La petizione contro il pedaggio sulla Corda Molle supera le 12 mila firme

La mobilitazione continua, sostenuta da numerosi sindaci locali, per impedire l'introduzione di un costo di transito sulla bretella autostradale.

La raccolta firme contro l’introduzione del pedaggio sulla Corda Molle, la bretella autostradale che collega Ospitaletto a Montichiari, ha già ottenuto il supporto di circa 12 mila persone. L’iniziativa, promossa dal sindaco di Montirone, Filippo Spagnoli, e sostenuta dai primi cittadini dei comuni limitrofi, mira a bloccare un provvedimento ritenuto dannoso per i residenti e per la viabilità locale. Spagnoli ha dichiarato che la petizione proseguirà fino a quando non verrà garantito che il transito resterà gratuito.

Impatti economici sui cittadini

Gli amministratori locali hanno effettuato una simulazione per valutare il potenziale impatto economico sui pendolari. Secondo le stime, un lavoratore che percorre dieci chilometri al giorno potrebbe trovarsi a spendere circa 4 euro al giorno in pedaggi. Questa cifra, moltiplicata per i 220 giorni lavorativi annuali, potrebbe raggiungere gli 880 euro, un importo paragonabile a due mesi di affitto o due rate del mutuo. Un costo del genere rischierebbe di spingere molti automobilisti a scegliere percorsi alternativi, congestionando ulteriormente il traffico nei centri abitati della Bassa Bresciana e dell’hinterland.

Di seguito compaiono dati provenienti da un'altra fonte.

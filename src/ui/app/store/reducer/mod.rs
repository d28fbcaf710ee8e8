pub mod async_handler;
pub mod dataset;
pub mod navigation;
pub mod review;

use super::super::state::AppState;
use super::action::Action;
use super::command::Command;

pub fn reduce(state: &mut AppState, action: Action) -> Vec<Command> {
    match action {
        Action::Dataset(action) => dataset::reduce(state, action),
        Action::Navigation(action) => navigation::reduce(state, action),
        Action::Review(action) => review::reduce(state, action),
        Action::Async(action) => async_handler::reduce(state, action),
    }
}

Il ricorso al Tar e le possibili soluzioni

Autovia Padana, la concessionaria responsabile della A21 e della bretella autostradale, ha presentato un ricorso al Tar contro la decisione del Ministero delle Infrastrutture di sospendere l’introduzione del pedaggio, originariamente prevista in un accordo del 2018. La società ha ribadito che il pedaggio potrebbe essere introdotto una volta completata l’infrastruttura, per recuperare i 160 milioni di euro investiti.

Tra le ipotesi al vaglio per evitare il pagamento da parte dei pendolari, vi è quella di limitare il pedaggio solo a chi utilizza la Corda Molle come collegamento tra le autostrade A4, A21 e A35. Un’altra proposta è quella di aumentare le tariffe in determinati tratti autostradali per compensare la mancata entrata derivante dalla bretella gratuita per i residenti. Tuttavia, entrambe le opzioni sembrano difficili da attuare, considerando che la Corda Molle viene utilizzata da circa 18.000 veicoli al giorno.

Il ruolo del Ministero

La decisione finale sembra ora nelle mani del Ministero delle Infrastrutture. Se il Ministero riuscirà a trovare i fondi necessari per compensare gli investimenti della concessionaria, il problema potrebbe essere risolto senza ricorrere al pedaggio. Nel frattempo, continuano i test tecnici sui portali installati lungo la bretella, con alcuni automobilisti che hanno segnalato l’attivazione del telepass, anche se per il momento non sono previsti addebiti.